What signs are those? P. Aparicio affirms that the Apocalypse continuously speaks of it. For example, he points out that “before the end a universal apostasy would have to come, that is, that previously Christian nations practically renegades from faith, as if the world turned their backs on God.”
At the same time, it is preached on the appearance of an ideology “that divinizes man expelling God, and we see this constantly in our society.”
“Thanks to the drama of Nietzsche’s atheist humanism and from much of the contemporary philosophy that God says does not exist, man is that God,” adds the priest, who affects the idea that “man, our welfare society, becomes an object of worship, and this says Saint John that is also another sign of the end of time.”
Although we do not know when the end of time will happen, “we do not know when spring or winter will begin, but we see the fruits that the trees are emerging.”

The promise of the antichrist in the Apocalypse
So, are we really close to the end of time, or only seem to see how the beast of corrupted politics and the prophet of the false religion are increasingly visible in our day, as described by the apocalypse?
P. Aparicio replies that this reality “has always been, but at the level we live today, not so much.”
These figures present in the Apocalypse respond to “a very deep catechesis about how evil acts, how the demon acts, which is a total envious, and tries to reproduce God’s plan, turning it around.”
“If God is Trinidad, the dragon is accompanied by two beasts, forming a kind of satanic trinity.” In the first place we have “the beast that comes out of the sea” which means “the corrupted political power and that opposes God, which seeks to idolize man, idolatize politics and deny God.”
To this is added the corrupted religion, such as the New Age “that what they are looking for is that man is redimed by himself”, while “the key to the Christian religion is that I cannot save myself, but I have to lift my eyes to heaven and beg for a Savior, by a redeemer, which is God.”
“All the efforts of philosophy and the political programs of education of the last two centuries of the Enlightenment onwards, that is to say to man, you, through education, science, technology and progress, which becomes a religious dogma, you save yourself.
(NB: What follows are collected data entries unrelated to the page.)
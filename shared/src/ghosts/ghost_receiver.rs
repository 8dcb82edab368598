use std::{collections::VecDeque, fmt};

use ghostnet_serde::{read_bits, write_bits, BitReader, BitWrite, Serde, SerdeErr};
use log::warn;

use crate::{
    constants::{FULL_UPDATE_MASK, GHOST_ID_BIT_SIZE, GHOST_INDEX_BIT_SIZE, MAX_GHOST_COUNT},
    ghosts::replicable::Replicable,
    pack_context::{PackContext, UnpackContext},
    types::GhostIndex,
};

/// What happened to the local ghosts while reading a packet
pub enum GhostEvent {
    Created { index: GhostIndex },
    Updated { index: GhostIndex },
    /// The ghost is gone; carries its last state
    Deleted {
        index: GhostIndex,
        object: Box<dyn Replicable>,
    },
}

impl GhostEvent {
    pub fn index(&self) -> GhostIndex {
        match self {
            GhostEvent::Created { index } => *index,
            GhostEvent::Updated { index } => *index,
            GhostEvent::Deleted { index, .. } => *index,
        }
    }
}

impl fmt::Debug for GhostEvent {
    fn fmt(&self, f: &mut fmt::Formatter<'_>) -> fmt::Result {
        match self {
            GhostEvent::Created { index } => write!(f, "Created({})", index),
            GhostEvent::Updated { index } => write!(f, "Updated({})", index),
            GhostEvent::Deleted { index, .. } => write!(f, "Deleted({})", index),
        }
    }
}

/// An entry of the ghost-always save list
pub enum SavedGhost {
    Object {
        index: GhostIndex,
        object: Box<dyn Replicable>,
    },
    /// Closes the batch of one ghosting session
    EndMarker,
}

/// Receiving side of ghosting: the local copies of the peer's objects
pub struct GhostReceiver {
    local_ghosts: Vec<Option<Box<dyn Replicable>>>,
    ghosting_sequence: u32,
    save_list: VecDeque<SavedGhost>,
    events: Vec<GhostEvent>,
}

impl GhostReceiver {
    pub fn new() -> Self {
        let mut local_ghosts = Vec::with_capacity(MAX_GHOST_COUNT);
        local_ghosts.resize_with(MAX_GHOST_COUNT, || None);
        Self {
            local_ghosts,
            ghosting_sequence: 0,
            save_list: VecDeque::new(),
            events: Vec::new(),
        }
    }

    pub fn ghosting_sequence(&self) -> u32 {
        self.ghosting_sequence
    }

    pub fn set_ghosting_sequence(&mut self, sequence: u32) {
        self.ghosting_sequence = sequence;
    }

    pub fn ghost(&self, index: GhostIndex) -> Option<&dyn Replicable> {
        self.local_ghosts.get(index as usize)?.as_deref()
    }

    pub fn ghost_as<R: Replicable>(&self, index: GhostIndex) -> Option<&R> {
        self.ghost(index)?.as_any().downcast_ref::<R>()
    }

    pub fn ghost_count(&self) -> usize {
        self.local_ghosts.iter().filter(|slot| slot.is_some()).count()
    }

    pub fn iter(&self) -> impl Iterator<Item = (GhostIndex, &dyn Replicable)> {
        self.local_ghosts
            .iter()
            .enumerate()
            .filter_map(|(index, slot)| slot.as_deref().map(|object| (index as GhostIndex, object)))
    }

    pub fn take_events(&mut self) -> Vec<GhostEvent> {
        std::mem::take(&mut self.events)
    }

    pub fn install(&mut self, index: GhostIndex, object: Box<dyn Replicable>) {
        let Some(slot) = self.local_ghosts.get_mut(index as usize) else {
            return;
        };
        if let Some(old) = slot.replace(object) {
            self.events.push(GhostEvent::Deleted { index, object: old });
        }
        self.events.push(GhostEvent::Created { index });
    }

    /// Deletes every local ghost and forgets the save list
    pub fn clear_all(&mut self) {
        for (index, slot) in self.local_ghosts.iter_mut().enumerate() {
            if let Some(object) = slot.take() {
                self.events.push(GhostEvent::Deleted {
                    index: index as GhostIndex,
                    object,
                });
            }
        }
        self.save_list.clear();
    }

    // Save list

    pub fn push_saved(&mut self, saved: SavedGhost) {
        self.save_list.push_back(saved);
    }

    pub fn save_list_len(&self) -> usize {
        self.save_list.len()
    }

    pub fn front_saved(&self) -> Option<&SavedGhost> {
        self.save_list.front()
    }

    pub fn pop_saved(&mut self) -> Option<SavedGhost> {
        self.save_list.pop_front()
    }

    // Packets

    /// Reads the ghost section of a packet. Every update is decoded into a
    /// copy, so a failure leaves the ghost at its last good state.
    pub fn read_packet(&mut self, reader: &mut BitReader, context: &UnpackContext) -> Result<(), SerdeErr> {
        if !reader.read_bit()? {
            return Ok(());
        }
        let index_bits = read_bits(reader, GHOST_INDEX_BIT_SIZE)? as u8 + 3;
        if index_bits > GHOST_ID_BIT_SIZE {
            return Err(SerdeErr);
        }

        while reader.read_bit()? {
            let index = read_bits(reader, index_bits)? as GhostIndex;
            let slot = index as usize;

            if reader.read_bit()? {
                let has_final_update = reader.read_bit()?;
                let Some(current) = self.local_ghosts[slot].as_ref() else {
                    if has_final_update {
                        return Err(SerdeErr);
                    }
                    warn!("GhostReceiver: kill for unknown ghost {}", index);
                    continue;
                };
                let mut object = current.clone_box();
                if has_final_update {
                    object.unpack_update(context, reader)?;
                }
                self.local_ghosts[slot] = None;
                self.events.push(GhostEvent::Deleted { index, object });
                continue;
            }

            match self.local_ghosts[slot].as_ref() {
                None => {
                    let kinds = &context.protocol.object_kinds;
                    let class_id = kinds.read_class_id(reader)?;
                    let Some(mut object) = kinds.create(class_id) else {
                        warn!("GhostReceiver: unknown object class id {}", class_id);
                        return Err(SerdeErr);
                    };
                    object.unpack_update(context, reader)?;
                    self.local_ghosts[slot] = Some(object);
                    self.events.push(GhostEvent::Created { index });
                }
                Some(current) => {
                    let mut object = current.clone_box();
                    object.unpack_update(context, reader)?;
                    self.local_ghosts[slot] = Some(object);
                    self.events.push(GhostEvent::Updated { index });
                }
            }
        }
        Ok(())
    }

    // Demo

    pub fn write_demo_start_block(&self, writer: &mut dyn BitWrite, context: &PackContext) {
        let kinds = &context.protocol.object_kinds;
        self.ghosting_sequence.ser(writer);

        let ghosts: Vec<(GhostIndex, &dyn Replicable)> = self
            .iter()
            .filter(|(_, object)| kinds.class_id_of(*object).is_some())
            .collect();
        for (index, object) in &ghosts {
            writer.write_bit(true);
            write_bits(writer, u32::from(*index), GHOST_ID_BIT_SIZE);
            if let Some(class_id) = kinds.class_id_of(*object) {
                kinds.write_class_id(writer, class_id);
            }
        }
        writer.write_bit(false);

        for (_, object) in &ghosts {
            object.pack_update(context, FULL_UPDATE_MASK, writer);
        }
    }

    pub fn read_demo_start_block(
        &mut self,
        reader: &mut BitReader,
        context: &UnpackContext,
    ) -> Result<(), SerdeErr> {
        let kinds = &context.protocol.object_kinds;
        self.ghosting_sequence = u32::de(reader)?;

        let mut created = Vec::new();
        while reader.read_bit()? {
            let index = read_bits(reader, GHOST_ID_BIT_SIZE)? as GhostIndex;
            let class_id = kinds.read_class_id(reader)?;
            let object = kinds.create(class_id).ok_or(SerdeErr)?;
            created.push((index, object));
        }

        for (index, mut object) in created {
            object.unpack_update(context, reader)?;
            self.install(index, object);
        }
        Ok(())
    }
}

impl Default for GhostReceiver {
    fn default() -> Self {
        Self::new()
    }
}
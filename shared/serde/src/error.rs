use thiserror::Error;

/// Returned when a read runs past the end of the buffer, or the data read
/// cannot be turned back into the requested type
#[derive(Debug, Clone, Copy, PartialEq, Eq, Error)]
#[error("Bit stream could not be deserialized: buffer underflow or malformed data")]
pub struct SerdeErr;
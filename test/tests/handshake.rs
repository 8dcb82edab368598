/// End-to-end tests for the connect handshake and connection teardown,
/// run over an in-memory socket pair
use ghostnet_interface::InterfaceEvent;
use ghostnet_shared::INVALID_CLASS_REASON;
use ghostnet_test::{protocol_in_group, HandlerCall, PairOptions, TestPair, CLIENT_ADDR, SERVER_ADDR};

fn init_logging() {
    env_logger::builder()
        .filter_level(log::LevelFilter::Debug)
        .is_test(true)
        .try_init()
        .ok();
}

fn fast_retry_options() -> PairOptions {
    let mut options = PairOptions::default();
    options.interface.connect_retry_interval_ms = 100;
    options.interface.connect_retry_count = 2;
    options
}

// ========== Handshake Tests ==========

#[test]
fn test_handshake_establishes_both_sides() {
    init_logging();
    let mut pair = TestPair::connected(PairOptions::default());

    assert!(pair
        .client_log
        .contains(&HandlerCall::Established { is_initiator: true }));
    assert!(pair
        .server_log
        .contains(&HandlerCall::Established { is_initiator: false }));

    let client_key = pair.client_key;
    assert_eq!(pair.client.address_of(&client_key), Some(SERVER_ADDR));
    assert!(!pair.client.is_pending(&client_key));
    assert!(pair.client_connection().is_network_connection());
    assert!(pair.server_connection().is_established());

    let client_events = pair.client.take_events();
    assert_eq!(client_events, vec![InterfaceEvent::Connected { key: client_key }]);
    let server_key = pair.server_key().expect("server holds the client");
    assert_eq!(pair.server.address_of(&server_key), Some(CLIENT_ADDR));
}

#[test]
fn test_other_class_group_is_rejected() {
    let mut options = PairOptions::default();
    options.server_protocol = protocol_in_group(1);
    let mut pair = TestPair::new(options);

    let client_key = pair.client_key;
    assert!(pair.tick_until(20, |pair| !pair.client.is_pending(&client_key)));

    assert!(!pair.is_connected());
    assert_eq!(pair.server.connection_count(), 0);
    assert!(pair.client_log.contains(&HandlerCall::Rejected {
        reason: INVALID_CLASS_REASON.to_string()
    }));
    assert_eq!(
        pair.client.take_events(),
        vec![InterfaceEvent::Rejected {
            key: client_key,
            reason: INVALID_CLASS_REASON.to_string()
        }]
    );
}

#[test]
fn test_handler_refusal_reaches_client() {
    let mut options = PairOptions::default();
    options.refuse_with = Some("Server is full.".to_string());
    let mut pair = TestPair::new(options);

    let client_key = pair.client_key;
    assert!(pair.tick_until(20, |pair| !pair.client.is_pending(&client_key)));

    assert!(pair.client_log.contains(&HandlerCall::Rejected {
        reason: "Server is full.".to_string()
    }));
    assert_eq!(pair.server.connection_count(), 0);
}

#[test]
fn test_server_not_accepting_connections() {
    let mut pair = TestPair::new(PairOptions::default());
    pair.server.set_allow_connections(false);

    let client_key = pair.client_key;
    assert!(pair.tick_until(20, |pair| !pair.client.is_pending(&client_key)));

    let events = pair.client.take_events();
    assert!(matches!(
        events.as_slice(),
        [InterfaceEvent::Rejected { .. }]
    ));
    assert_eq!(pair.client_log.count(|call| matches!(call, HandlerCall::Rejected { .. })), 1);
}

// ========== Retry Tests ==========

#[test]
fn test_lost_challenge_response_is_retried() {
    let mut pair = TestPair::new(fast_retry_options());
    pair.sockets.server_to_client.drop_next(1);

    assert!(pair.tick_until(40, |pair| pair.is_connected()));
    assert_eq!(pair.sockets.server_to_client.dropped_count(), 1);
}

#[test]
fn test_lost_accept_is_sent_again() {
    let mut pair = TestPair::new(fast_retry_options());

    // the server answers the challenge; lose the accept that follows
    pair.tick();
    pair.sockets.server_to_client.drop_next(1);
    pair.tick();
    pair.tick();
    assert_eq!(pair.server.connection_count(), 1);
    assert!(pair.client.is_pending(&pair.client_key));

    assert!(pair.tick_until(40, |pair| pair.is_connected()));
    assert_eq!(pair.server.connection_count(), 1);
    assert_eq!(
        pair.server_log
            .count(|call| matches!(call, HandlerCall::Established { .. })),
        1
    );
}

#[test]
fn test_unanswered_connect_times_out() {
    init_logging();
    let mut pair = TestPair::new(fast_retry_options());
    pair.sockets.server_to_client.set_blocked(true);

    let client_key = pair.client_key;
    assert!(pair.tick_until(40, |pair| !pair.client.is_pending(&client_key)));

    assert!(pair.client_log.contains(&HandlerCall::ConnectTimedOut));
    assert_eq!(
        pair.client.take_events(),
        vec![InterfaceEvent::ConnectTimedOut { key: client_key }]
    );
    assert!(pair.client.connection(&client_key).is_none());
}

// ========== Teardown Tests ==========

#[test]
fn test_disconnect_reaches_peer() {
    let mut pair = TestPair::connected(PairOptions::default());
    let server_key = pair.server_key().expect("server holds the client");
    pair.server.take_events();

    let (client_key, now) = (pair.client_key, pair.now);
    pair.client
        .disconnect(&client_key, "Player quit.", now)
        .expect("client is connected");
    assert_eq!(pair.client.connection_count(), 0);

    assert!(pair.tick_until(5, |pair| pair.server_key().is_none()));
    assert!(pair.server_log.contains(&HandlerCall::Disconnected {
        reason: "Player quit.".to_string()
    }));
    assert_eq!(
        pair.server.take_events(),
        vec![InterfaceEvent::Disconnected {
            key: server_key,
            reason: "Player quit.".to_string()
        }]
    );
}

#[test]
fn test_silent_peer_times_out() {
    init_logging();
    let mut options = PairOptions::default();
    options.connection.ping_timeout_ms = 200;
    options.connection.ping_retry_count = 2;
    options.interface.timeout_check_interval_ms = 50;
    let mut pair = TestPair::connected(options);
    let server_key = pair.server_key().expect("server holds the client");

    pair.sockets.client_to_server.set_blocked(true);
    assert!(pair.tick_until(100, |pair| pair.server_key().is_none()));

    assert!(pair.server_log.contains(&HandlerCall::TimedOut));
    assert!(pair
        .server
        .take_events()
        .contains(&InterfaceEvent::TimedOut { key: server_key }));
    // the client still hears the server's pings
    assert!(!pair.client_log.contains(&HandlerCall::TimedOut));
}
But all that is the promise of the antichrist in the apocalypse,” describes the priest.
At the end of the book, Fr. Valentín reflects on a series of strategies that the Apocalypse offers us to face spiritual combat.
“Saint John what he is looking for in the Apocalypse is that we take care of our soul and our own spiritual health,” explains the Vice Chancellor of the Major Seminary of Toledo, who is sorry for the attitude of some:
“I am sorry when there are many Christians who are obsessed with decoding who will be, who will not be the beast, we put the name and surname to the Antichrist, when in reality in the apocalypse of what is treated it is about conversion, change of life, to return to love first, to overcome all aim and all spiritual warmth, to love Jesus Christ with a heart,” he says.
“All the Apocalypse is a catechesis about the Mass and the value of the sacraments, which is what saves: to grab God, to return to Him. In the background it is a catechesis about trust. And where there is love and there is trust, there is no fear,” he concludes.